What is the unlikely connection between the pillar (post) box almost opposite Mum’s house and Costa Rica?
The answer is Victorian author Anthony Trollope (see here), whose novel “The way we live now” has been a favorite of mine for many years.
Trollope spent years working for the Postal Service and is credited with introducing the world-famous red pillar box. He also traveled to the Caribbean and Central America and wrote about the experience. I am trying to obtain a copy of his book “The West Indies and the Spanish Main,” which should make interesting reading.
The blurb for the book reads:
“Coping with ill-iced claret, rotten walnuts, and withered apples, British Postal Service employee and successful Victorian novelist Anthony Trollope sailed aboard the Atrato from the English port of Southampton to Kingston, Jamaica, in November, 1858 to survey land and conclude treaties in the West Indies and Central America for the English government. In the course of his extended sojourn, he also wrote a book — not about official business but rather about the islands he visited and the people he met; about breathtaking landscapes, exotic foods, the tropical climate, earthquakes, Panamanian railroads, Cuban cigars, racial hierarchies, and colonial customs.”

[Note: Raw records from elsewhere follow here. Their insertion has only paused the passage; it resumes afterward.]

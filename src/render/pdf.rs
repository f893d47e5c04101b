//! PDF layout of plan blocks using printpdf's built-in Helvetica faces.

use printpdf::{
    BuiltinFont, IndirectFontRef, Mm, PdfDocument, PdfDocumentReference, PdfLayerIndex,
    PdfLayerReference, PdfPageIndex,
};
use tracing::debug;

use crate::error::RenderError;

use super::DocumentRenderer;
use super::markdown::{Block, parse_blocks};

/// Points → millimetres.
const PT_TO_MM: f32 = 0.3528;
/// Average Helvetica glyph width as a fraction of the font size.
const AVG_GLYPH_EM: f32 = 0.5;
const LINE_SPACING: f32 = 1.35;

/// Page geometry and type sizes for the plan PDF.
#[derive(Debug, Clone)]
pub struct PdfLayout {
    pub page_width_mm: f32,
    pub page_height_mm: f32,
    pub margin_mm: f32,
    pub body_size: f32,
    pub table_size: f32,
}

impl Default for PdfLayout {
    fn default() -> Self {
        // A4 portrait
        Self {
            page_width_mm: 210.0,
            page_height_mm: 297.0,
            margin_mm: 18.0,
            body_size: 10.5,
            table_size: 8.5,
        }
    }
}

/// Renders markdown plans to PDF.
#[derive(Debug, Clone, Default)]
pub struct PdfRenderer {
    layout: PdfLayout,
}

impl PdfRenderer {
    pub fn new(layout: PdfLayout) -> Self {
        Self { layout }
    }
}

impl DocumentRenderer for PdfRenderer {
    fn render(&self, markup: &str, title: &str) -> Result<Vec<u8>, RenderError> {
        let blocks = parse_blocks(markup);
        if blocks.is_empty() {
            return Err(RenderError::EmptyDocument);
        }

        let mut writer = PageWriter::new(title, self.layout.clone())?;
        for block in &blocks {
            writer.block(block);
        }
        let pages = writer.pages.len();
        let lowest_mm = writer.lowest;
        let bytes = writer.finish()?;
        debug!(
            blocks = blocks.len(),
            pages,
            lowest_mm,
            bytes = bytes.len(),
            "Rendered plan PDF"
        );
        Ok(bytes)
    }
}

fn pdf_error(e: impl std::fmt::Display) -> RenderError {
    RenderError::Pdf(e.to_string())
}

/// Characters WinAnsiEncoding places in 0x80..=0x9F.
const WIN_ANSI_EXTRAS: &[char] = &[
    '\u{20AC}', '\u{201A}', '\u{0192}', '\u{201E}', '\u{2026}', '\u{2020}', '\u{2021}',
    '\u{02C6}', '\u{2030}', '\u{0160}', '\u{2039}', '\u{0152}', '\u{017D}', '\u{2018}',
    '\u{2019}', '\u{201C}', '\u{201D}', '\u{2022}', '\u{2013}', '\u{2014}', '\u{02DC}',
    '\u{2122}', '\u{0161}', '\u{203A}', '\u{0153}', '\u{017E}', '\u{0178}',
];

/// Whether the built-in fonts (WinAnsiEncoding) can show `c`.
fn is_win_ansi(c: char) -> bool {
    matches!(c, ' '..='~' | '\u{00A0}'..='\u{00FF}') || WIN_ANSI_EXTRAS.contains(&c)
}

/// Restrict text to what the built-in fonts can show. Near misses are
/// substituted, anything else (emoji, CJK) is dropped.
fn to_pdf_text(text: &str) -> String {
    let mut out = String::with_capacity(text.len());
    for c in text.chars() {
        match c {
            '\n' => out.push('\n'),
            '\t' => out.push(' '),
            c if is_win_ansi(c) => out.push(c),
            '\u{2212}' | '\u{2010}' | '\u{2011}' => out.push('-'),
            '\u{2032}' => out.push('\''),
            '\u{2033}' => out.push('"'),
            '\u{25E6}' | '\u{25AA}' | '\u{25B8}' | '\u{25CF}' => out.push('\u{2022}'),
            _ => {}
        }
    }
    out
}

/// Wrap `text` to `width_mm` at `size` points, one entry per output line.
fn wrap_to_width(text: &str, size: f32, width_mm: f32) -> Vec<String> {
    let glyph_mm = size * PT_TO_MM * AVG_GLYPH_EM;
    let columns = ((width_mm / glyph_mm).floor() as usize).max(1);
    let clean = to_pdf_text(text);
    let mut lines = Vec::new();
    for paragraph in clean.split('\n') {
        if paragraph.trim().is_empty() {
            continue;
        }
        lines.extend(
            textwrap::wrap(paragraph.trim(), columns)
                .into_iter()
                .map(|l| l.into_owned()),
        );
    }
    lines
}

fn line_height(size: f32) -> f32 {
    size * PT_TO_MM * LINE_SPACING
}

fn heading_size(level: u8) -> f32 {
    match level {
        1 => 18.0,
        2 => 14.0,
        3 => 12.0,
        _ => 11.0,
    }
}

struct PageWriter {
    doc: PdfDocumentReference,
    layer: PdfLayerReference,
    pages: Vec<(PdfPageIndex, PdfLayerIndex)>,
    regular: IndirectFontRef,
    bold: IndirectFontRef,
    mono: IndirectFontRef,
    layout: PdfLayout,
    /// Baseline of the next line, measured from the bottom edge.
    cursor: f32,
    /// Lowest baseline drawn so far.
    lowest: f32,
}

impl PageWriter {
    fn new(title: &str, layout: PdfLayout) -> Result<Self, RenderError> {
        let (doc, page, layer_index) = PdfDocument::new(
            to_pdf_text(title),
            Mm(layout.page_width_mm),
            Mm(layout.page_height_mm),
            "Layer 1",
        );
        let regular = doc.add_builtin_font(BuiltinFont::Helvetica).map_err(pdf_error)?;
        let bold = doc
            .add_builtin_font(BuiltinFont::HelveticaBold)
            .map_err(pdf_error)?;
        let mono = doc.add_builtin_font(BuiltinFont::Courier).map_err(pdf_error)?;
        let layer = doc.get_page(page).get_layer(layer_index);
        let cursor = layout.page_height_mm - layout.margin_mm;

        Ok(Self {
            doc,
            layer,
            pages: vec![(page, layer_index)],
            regular,
            bold,
            mono,
            layout,
            cursor,
            lowest: f32::MAX,
        })
    }

    fn content_width(&self) -> f32 {
        self.layout.page_width_mm - 2.0 * self.layout.margin_mm
    }

    /// Bottom limit for content; leaves room for the page footer.
    fn floor(&self) -> f32 {
        self.layout.margin_mm + 6.0
    }

    fn new_page(&mut self) {
        let (page, layer_index) = self.doc.add_page(
            Mm(self.layout.page_width_mm),
            Mm(self.layout.page_height_mm),
            "Layer 1",
        );
        self.layer = self.doc.get_page(page).get_layer(layer_index);
        self.pages.push((page, layer_index));
        self.cursor = self.layout.page_height_mm - self.layout.margin_mm;
    }

    fn ensure_space(&mut self, height: f32) {
        if self.cursor - height < self.floor() {
            self.new_page();
        }
    }

    fn gap(&mut self, mm: f32) {
        self.cursor -= mm;
    }

    fn text_at(&mut self, text: &str, size: f32, x: f32, y: f32, font: &IndirectFontRef) {
        self.lowest = self.lowest.min(y);
        self.layer.use_text(text, size, Mm(x), Mm(y), font);
    }

    fn lines(&mut self, lines: &[String], size: f32, indent: f32, font: Font) {
        let height = line_height(size);
        let x = self.layout.margin_mm + indent;
        for line in lines {
            self.ensure_space(height);
            self.cursor -= height;
            let face = self.font(font).clone();
            self.text_at(line, size, x, self.cursor, &face);
        }
    }

    fn font(&self, font: Font) -> &IndirectFontRef {
        match font {
            Font::Regular => &self.regular,
            Font::Bold => &self.bold,
            Font::Mono => &self.mono,
        }
    }

    fn block(&mut self, block: &Block) {
        let body = self.layout.body_size;
        let width = self.content_width();
        match block {
            Block::Heading { level, text } => {
                let size = heading_size(*level);
                let lines = wrap_to_width(text, size, width);
                // Keep a heading together with at least one following line.
                self.ensure_space(line_height(size) * lines.len() as f32 + line_height(body) + 3.0);
                self.gap(3.0);
                self.lines(&lines, size, 0.0, Font::Bold);
                self.gap(1.5);
            }
            Block::Paragraph(text) => {
                let lines = wrap_to_width(text, body, width);
                self.lines(&lines, body, 0.0, Font::Regular);
                self.gap(2.0);
            }
            Block::ListItem {
                depth,
                marker,
                text,
            } => {
                let indent = 5.0 * (*depth as f32 + 1.0);
                let lines = wrap_to_width(text, body, width - indent);
                let Some((first, rest)) = lines.split_first() else {
                    return;
                };
                let height = line_height(body);
                self.ensure_space(height);
                self.cursor -= height;
                let marker_x = self.layout.margin_mm + indent - 4.5;
                let text_x = self.layout.margin_mm + indent;
                let font = self.regular.clone();
                self.text_at(marker, body, marker_x, self.cursor, &font);
                self.text_at(first, body, text_x, self.cursor, &font);
                self.lines(rest, body, indent, Font::Regular);
                self.gap(0.8);
            }
            Block::Table { header, rows } => self.table(header, rows),
            Block::Code(code) => {
                let size = body - 1.0;
                let lines = wrap_to_width(code, size, width - 4.0);
                self.lines(&lines, size, 4.0, Font::Mono);
                self.gap(2.0);
            }
            Block::Rule => {
                let size = body;
                let glyph = size * PT_TO_MM * AVG_GLYPH_EM;
                let dashes = "-".repeat(((width / glyph) as usize).max(1));
                self.lines(&[dashes], size, 0.0, Font::Regular);
                self.gap(2.0);
            }
        }
    }

    fn table(&mut self, header: &[String], rows: &[Vec<String>]) {
        let columns = rows
            .iter()
            .map(Vec::len)
            .chain(std::iter::once(header.len()))
            .max()
            .unwrap_or(0);
        if columns == 0 {
            return;
        }

        let size = self.layout.table_size;
        let padding = 1.5;
        let column_width = self.content_width() / columns as f32;

        self.gap(2.0);
        if !header.is_empty() {
            self.table_row(header, columns, column_width, padding, size, Font::Bold);
        }
        for row in rows {
            let fits = self.row_height(row, column_width, padding, size);
            if self.cursor - fits < self.floor() {
                self.new_page();
                if !header.is_empty() {
                    self.table_row(header, columns, column_width, padding, size, Font::Bold);
                }
            }
            self.table_row(row, columns, column_width, padding, size, Font::Regular);
        }
        self.gap(2.0);
    }

    fn row_height(&self, row: &[String], column_width: f32, padding: f32, size: f32) -> f32 {
        let tallest = row
            .iter()
            .map(|cell| wrap_to_width(cell, size, column_width - 2.0 * padding).len())
            .max()
            .unwrap_or(1)
            .max(1);
        tallest as f32 * line_height(size) + 2.0 * padding
    }

    /// Whole table lines that still fit above the floor on this page.
    fn row_lines_fitting(&self, padding: f32, size: f32) -> usize {
        let room = self.cursor - 2.0 * padding - self.floor();
        if room <= 0.0 {
            0
        } else {
            (room / line_height(size)).floor() as usize
        }
    }

    /// Draw one table row. A row taller than the remaining page continues on
    /// the next page.
    fn table_row(
        &mut self,
        row: &[String],
        columns: usize,
        column_width: f32,
        padding: f32,
        size: f32,
        font: Font,
    ) {
        let cells: Vec<Vec<String>> = (0..columns)
            .map(|index| {
                row.get(index)
                    .map(|cell| wrap_to_width(cell, size, column_width - 2.0 * padding))
                    .unwrap_or_default()
            })
            .collect();
        let tallest = cells.iter().map(Vec::len).max().unwrap_or(0).max(1);
        let face = self.font(font).clone();
        let step = line_height(size);

        let mut start = 0;
        while start < tallest {
            let mut fitting = self.row_lines_fitting(padding, size);
            if fitting == 0 {
                self.new_page();
                fitting = self.row_lines_fitting(padding, size).max(1);
            }
            let end = (start + fitting).min(tallest);
            if end < tallest {
                debug!(lines = tallest, "Table row split across pages");
            }

            let top = self.cursor - padding;
            for (index, lines) in cells.iter().enumerate() {
                let x = self.layout.margin_mm + index as f32 * column_width + padding;
                let mut y = top;
                for line in lines.iter().take(end).skip(start) {
                    y -= step;
                    self.text_at(line, size, x, y, &face);
                }
            }
            self.cursor -= padding + (end - start) as f32 * step;
            start = end;
            if start < tallest {
                self.new_page();
            }
        }
        self.cursor -= padding;
    }

    /// Stamp page numbers and serialize.
    fn finish(self) -> Result<Vec<u8>, RenderError> {
        let total = self.pages.len();
        let size = 8.0;
        let x = self.layout.page_width_mm / 2.0 - 8.0;
        let y = self.layout.margin_mm / 2.0;
        for (number, (page, layer)) in self.pages.iter().enumerate() {
            let layer = self.doc.get_page(*page).get_layer(*layer);
            layer.use_text(
                format!("Page {} of {}", number + 1, total),
                size,
                Mm(x),
                Mm(y),
                &self.regular,
            );
        }
        self.doc.save_to_bytes().map_err(pdf_error)
    }
}

#[derive(Debug, Clone, Copy)]
enum Font {
    Regular,
    Bold,
    Mono,
}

In his letters, Trollope had the following to say about San José:
“On the central plain of that portion of Central America which is called Costa Rica stands the city of San Jose. It is the capital of the Republic – for Costa Rica is a Republic – and, for Central America, is a town of some importance. It is in the middle of the coffee district, surrounded by rich soil on which the sugar-cane is produced, is blessed with a climate only moderately hot, and the native inhabitants are neither cut-throats nor cannibals. It may be said, therefore, that by comparison with some other spots to which Englishmen and others are congregated for the gathering together of money, San Jose may be considered as a happy region; but, nevertheless, a life there is not in every way desirable. It is a dull place, with little to interest either the eye or the ear. Although the heat of the tropics is but little felt there on account of its altitude, men and women become too lifeless for much enterprise. There is no society. There are a few Germans and a few Englishmen in the place, who see each other on matters of business during the day; but, sombre as life generally is, they seem to care little for each other’s company on any other footing. I know not to what point the aspirations of the Germans may stretch themselves, but to the English the one idea that gives salt to life is the idea of home. On some day, however distant it may be, they will once more turn their faces towards the little northern island, and then all will be well with them.”
At least he liked the weather. “No climate can, I imagine, be more favorable to fertility and to man’s comfort at the same time than that of the interior of Costa Rica.”